STA releases updated “Going Global” tax guidelines 2024

On October 17, 2024, the STA published the revised 2024 edition of the “Going Global” Tax Guidelines. This update expands the number of tax service items from 99 to 120 and introduces two new chapters: “Tax Policies for New Foreign Trade Models” and the “Tax Road Connection” service brand.

It also updates and supplements tax policies and agreements from the past four years, aiming to help Chinese taxpayers effectively mitigate overseas tax risks, adapt to new tax environment changes, and promote international economic and trade development.

With more and more Chinese investors seeking opportunities overseas, we have the following recommendations for businesses:

  • Understand the structure: Familiarize yourself with the structure of the guidelines, which includes chapters on tax policies, tax agreements, management regulations, and service measures. Deeply understand the content relevant to your overseas operations and investments.
  • Follow management regulations: Adhere strictly to the management regulations outlined in the guidelines to ensure compliance with tax laws in both China and the host country of your investments. Stay updated on policy changes.
  • Leverage tax agreements: Be aware of the specific terms of tax agreements with countries and regions that have signed agreements with China. Use these agreements to optimize your tax structure and reduce tax costs.
  • Assess tax risks: Evaluate potential tax risks your business may encounter while operating overseas and develop appropriate risk mitigation strategies.
  • Train employees: For businesses involved in overseas operations, conduct regular training for relevant employees and perform internal audits to ensure that tax practices align with the guidelines.
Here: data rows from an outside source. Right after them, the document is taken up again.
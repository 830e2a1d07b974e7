use anyhow::{Context, Result};
use serde::Deserialize;
use std::fs;
use std::path::{Path, PathBuf};

use crate::coverage::CoverageStyle;

pub const CONFIG_FILE: &str = "jacoco2csv.toml";
pub const DEFAULT_INPUT: &str = "jacoco.xml";

#[derive(Debug, Clone, PartialEq, Deserialize)]
#[serde(deny_unknown_fields)]
pub struct Config {
    /// Report read when no path is given on the command line
    #[serde(default = "default_input")]
    pub input: PathBuf,
    /// Write CSV here instead of stdout
    #[serde(default)]
    pub output: Option<PathBuf>,
    #[serde(default)]
    pub style: CoverageStyle,
}

fn default_input() -> PathBuf {
    PathBuf::from(DEFAULT_INPUT)
}

impl Default for Config {
    fn default() -> Self {
        Config {
            input: default_input(),
            output: None,
            style: CoverageStyle::default(),
        }
    }
}

impl Config {
    pub fn load(path: &Path) -> Result<Self> {
        let content = fs::read_to_string(path)
            .with_context(|| format!("Failed to read config file: {}", path.display()))?;

        let config: Config = toml::from_str(&content)
            .with_context(|| format!("Failed to parse {}", path.display()))?;

        config.validate()?;

        Ok(config)
    }

    /// Load `path` if it exists, defaults otherwise
    pub fn load_or_default(path: &Path) -> Result<Self> {
        if path.exists() {
            Self::load(path)
        } else {
            Ok(Self::default())
        }
    }

    fn validate(&self) -> Result<()> {
        if self.input.as_os_str().is_empty() {
            anyhow::bail!("'input' must not be empty");
        }
        if let Some(ref output) = self.output {
            if output.as_os_str().is_empty() {
                anyhow::bail!("'output' must not be empty");
            }
        }
        Ok(())
    }
}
This will support the stable development of your business in the international market.

Hainan releases a new policy on additional deductions for R&D expenses

On October 12, 2024, the Hainan Tax Bureau, along with the Hainan Provincial Department of Science and Technology and the Hainan Provincial Department of Finance, released the Interim Measures for the Identification of Additional Deductions for R&D Expenses in Hainan Province. This policy aims to streamline the identification process for R&D expense deductions and further implement the relevant tax policies.

Key details:

  • Applicable entities: This policy applies to resident enterprises in Hainan that have sound financial accounting practices, are subject to tax audits, and benefit from additional deductions for R&D expenses.
  • Scope of identification: If there are disputes regarding a company’s R&D projects, the tax authorities will require an assessment from the science and technology department.
  • Identifying authority: The municipal and county science and technology departments are responsible for evaluating the R&D projects of enterprises.
  • Assessment criteria: The evaluation will determine whether the projects qualify as R&D activities as defined in the “Notice on Improving the Pre-Tax Additional Deduction Policy for R&D Expenses” (Cai Shui [2015] No. 119)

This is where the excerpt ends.